Libia: lo Stato Islamico punta sul petrolio

I miliziani dello Stato islamico hanno preso Bin Jawad e puntano su Sidra e Ras Lanuf, probabili obiettivi dell’offensiva lanciata da alcuni giorni contro le milizie tribali di Ibrahim Jodram che difendono i terminal petroliferi del Golfo della Sirte.

Ieri mattina i combattenti fedeli al Califfato hanno bombardato a colpi di mortaio il terminal petrolifero di Sidra, 150 chilometri a est di Sirte considerato tra i più importanti del Paese e attaccato il 4 gennaio da un commando suicida. Nello scontro sono morte quattro guardie della sicurezza, due civili ed è stato incendiato un deposito di stoccaggio.

Lo stesso gruppo jihadista ha spiegato che l’attacco è stato respinto dalla sicurezza locale ed è stato lanciato da un commando di quattro terroristi, due libici e due africani, tutti morti nei combattimenti.

Lo Stato islamico ha fatto partire il 3 gennaio una colonna di uomini da Sirte per occupare il porto di Bin Jawad e la vicina città di Ras Lanuf, situata a circa 30 chilometri da Sidra e che ospita una raffineria di petrolio, un complesso petrolchimico e il terminal degli oleodotti di Defa-Ras Lanuf, Amal-Ras Lanuf e Messla-Ras Lanuf.

Secondo un rapporto delle Nazioni Unite risalente a metà novembre, lo Stato islamico conta tra i 2.000 e i 3.000 combattenti in Libia. Nonostante i ripetuti attacchi contro le installazioni petrolifere il rapporto afferma che lo Stato islamico non avrebbe “la capacità di conquistare, mantenere e gestire i campi petroliferi e le raffinerie del pase”.

Al contrario, secondo la NATO la situazione della sicurezza in Libia è sempre più preoccupante e lo Stato islamico starebbe consolidando le sue posizioni.
Il think-tank britannico Ihs Country Risk valuta che con la conquista della cittadina costiera libica di Bin Jawad lo Stato islamico in Libia “ha ora espanso e connesso alla ‘mezzaluna petrolifera’ il territorio controllato attorno a Sirte”.

Gli attacchi segnalati sempre lunedì a Sidra e al vicino (circa 25 km) terminal di Ras Lanuf “sono parte della dichiarata strategia del gruppo di isolare e controllare gli asset energetici in Libia”, scrive l’Ihs. “Probabilmente” gli attacchi di lunedì sono stati solo “operazioni diversive” per evitare un contrasto alla presa di Bin Jawad.

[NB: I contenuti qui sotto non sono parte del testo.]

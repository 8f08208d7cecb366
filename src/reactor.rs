//! Point reactor simulation state
//!
//! This module contains the reactor state and the control surface driving
//! the physics solvers. The core is a lumped-parameter "point" model: one
//! neutron density, six delayed-neutron precursor groups, and a two-node
//! fuel/coolant thermal model, coupled through reactivity feedback.
//!
//! Because the neutron generation time is tiny the system is stiff; a full
//! 16 ms frame integrated in one explicit Euler step diverges. Every call to
//! [`ReactorCore::advance`] therefore slices the frame into
//! [`constants::SUB_STEPS`] equal sub-steps and runs the reactivity,
//! kinetics, and thermal solvers in lockstep for each.

use serde::{Deserialize, Serialize};

use crate::physics;
use crate::physics::constants;

/// Display deadband around exact criticality [pcm]
const CRITICAL_BAND_PCM: f64 = 50.0;

/// Instantaneous operating regime implied by the reactivity sign
#[derive(Debug, Clone, Copy, Serialize, Deserialize, PartialEq, Eq)]
pub enum Criticality {
    Supercritical, // positive reactivity, growing power
    Critical,      // within the display deadband, steady power
    Subcritical,   // negative reactivity, decaying power
}

/// Per-frame state snapshot handed to the host
#[derive(Debug, Clone, Copy, Serialize, Deserialize, PartialEq)]
pub struct Snapshot {
    pub time: f64,                // Simulation time [s]
    pub power: f64,               // Neutron density proxy for thermal power
    pub fuel_temperature: f64,    // [K]
    pub coolant_temperature: f64, // [K]
    pub reactivity: f64,          // [pcm]
    pub rod_position: f64,        // [%], 0 = withdrawn, 100 = inserted
    pub period: f64,              // Reactor period [s], infinite when power is flat
}

impl Snapshot {
    /// Operating regime for display, derived from the reactivity sign
    pub fn criticality(&self) -> Criticality {
        if self.reactivity > CRITICAL_BAND_PCM {
            Criticality::Supercritical
        } else if self.reactivity < -CRITICAL_BAND_PCM {
            Criticality::Subcritical
        } else {
            Criticality::Critical
        }
    }
}

/// Point reactor simulation engine
///
/// Exclusively owned by its caller; all mutation happens through `&mut self`
/// and only [`Snapshot`] values leave the core.
pub struct ReactorCore {
    time: f64,
    neutron_density: f64,
    precursors: [f64; 6],
    fuel_temperature: f64,
    coolant_temperature: f64,
    rod_position: f64,
}

impl Default for ReactorCore {
    fn default() -> Self {
        Self::new()
    }
}

impl ReactorCore {
    /// Create a core in the startup state: 100 units of neutron density,
    /// precursor groups at their equilibrium concentrations, rods withdrawn.
    pub fn new() -> Self {
        let neutron_density = constants::INITIAL_NEUTRON_DENSITY;
        Self {
            time: 0.0,
            neutron_density,
            precursors: physics::equilibrium_precursors(neutron_density),
            fuel_temperature: constants::REF_FUEL_TEMP,
            coolant_temperature: constants::REF_COOLANT_TEMP,
            rod_position: 0.0,
        }
    }

    /// Set the rod bank insertion, silently clamped to [0, 100]
    pub fn set_rod(&mut self, position: f64) {
        self.rod_position = position.clamp(0.0, 100.0);
    }

    /// Emergency shutdown: drive the rod bank to full insertion. Idempotent.
    pub fn scram(&mut self) {
        if self.rod_position < 100.0 {
            log::warn!("SCRAM initiated at t = {:.2} s", self.time);
        }
        self.rod_position = 100.0;
    }

    /// Current rod bank insertion [%]
    pub fn rod_position(&self) -> f64 {
        self.rod_position
    }

    /// Advance the simulation by `dt` seconds and return the new snapshot
    ///
    /// Runs exactly [`constants::SUB_STEPS`] sub-steps of `dt / SUB_STEPS`.
    /// `dt` must be non-negative and finite; the caller is expected to cap
    /// it (the demo driver uses 0.1 s) to bound the physical time covered by
    /// one burst of sub-steps.
    pub fn advance(&mut self, dt: f64) -> Snapshot {
        self.time += dt;

        let density_before = self.neutron_density;
        let sub_dt = dt / constants::SUB_STEPS as f64;
        for _ in 0..constants::SUB_STEPS {
            self.sub_step(sub_dt);
        }

        self.make_snapshot(physics::calc_period(density_before, self.neutron_density, dt))
    }

    /// One physics sub-step: reactivity, then kinetics, then thermal.
    /// The thermal solver sees the density the kinetics update just produced.
    fn sub_step(&mut self, dt: f64) {
        let rho =
            physics::calc_reactivity(self.rod_position, self.fuel_temperature, self.coolant_temperature);

        let (density, precursors) =
            physics::solve_kinetics(self.neutron_density, &self.precursors, rho, dt);
        self.neutron_density = density;
        self.precursors = precursors;

        let (fuel_temperature, coolant_temperature) =
            physics::solve_thermal(density, self.fuel_temperature, self.coolant_temperature, dt);
        self.fuel_temperature = fuel_temperature;
        self.coolant_temperature = coolant_temperature;
    }

    /// Snapshot the current state without advancing
    pub fn snapshot(&self) -> Snapshot {
        self.make_snapshot(f64::INFINITY)
    }

    /// Reset to the startup state
    pub fn reset(&mut self) {
        *self = Self::new();
    }

    fn make_snapshot(&self, period: f64) -> Snapshot {
        let rho =
            physics::calc_reactivity(self.rod_position, self.fuel_temperature, self.coolant_temperature);
        Snapshot {
            time: self.time,
            power: self.neutron_density,
            fuel_temperature: self.fuel_temperature,
            coolant_temperature: self.coolant_temperature,
            reactivity: rho * constants::PCM,
            rod_position: self.rod_position,
            period,
        }
    }
}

La sua conquista “probabilmente consentirà al gruppo di accrescere le sue forze e raggiungere la massa critica necessaria a lanciare un’offensiva mirata al controllo del bacino della Sirte”, si afferma nella valutazione del senior analist Ludovico Carlino.

La “mezzaluna petrolifera” libica come noto è il complesso di quattro terminal sparsi su una fascia costiera di circa 200 chilometri da Sidra ad Agedabia: enormi “rubinetti” dal quale, prima della crisi libica, veniva esportata la maggior parte del greggio prodotto nel deserto del paese (1,6 milioni di barili ai tempi d’oro).

Bin Jawad è comunemente considerata la “porta” alla mezzaluna petrolifera libica.

Non è un caso che proprio in questa regione vengano segnalate le presenze di forze speciali britanniche e francesi che potrebbero anticipare  un intervento militare contro le forze dello Stato Islamico.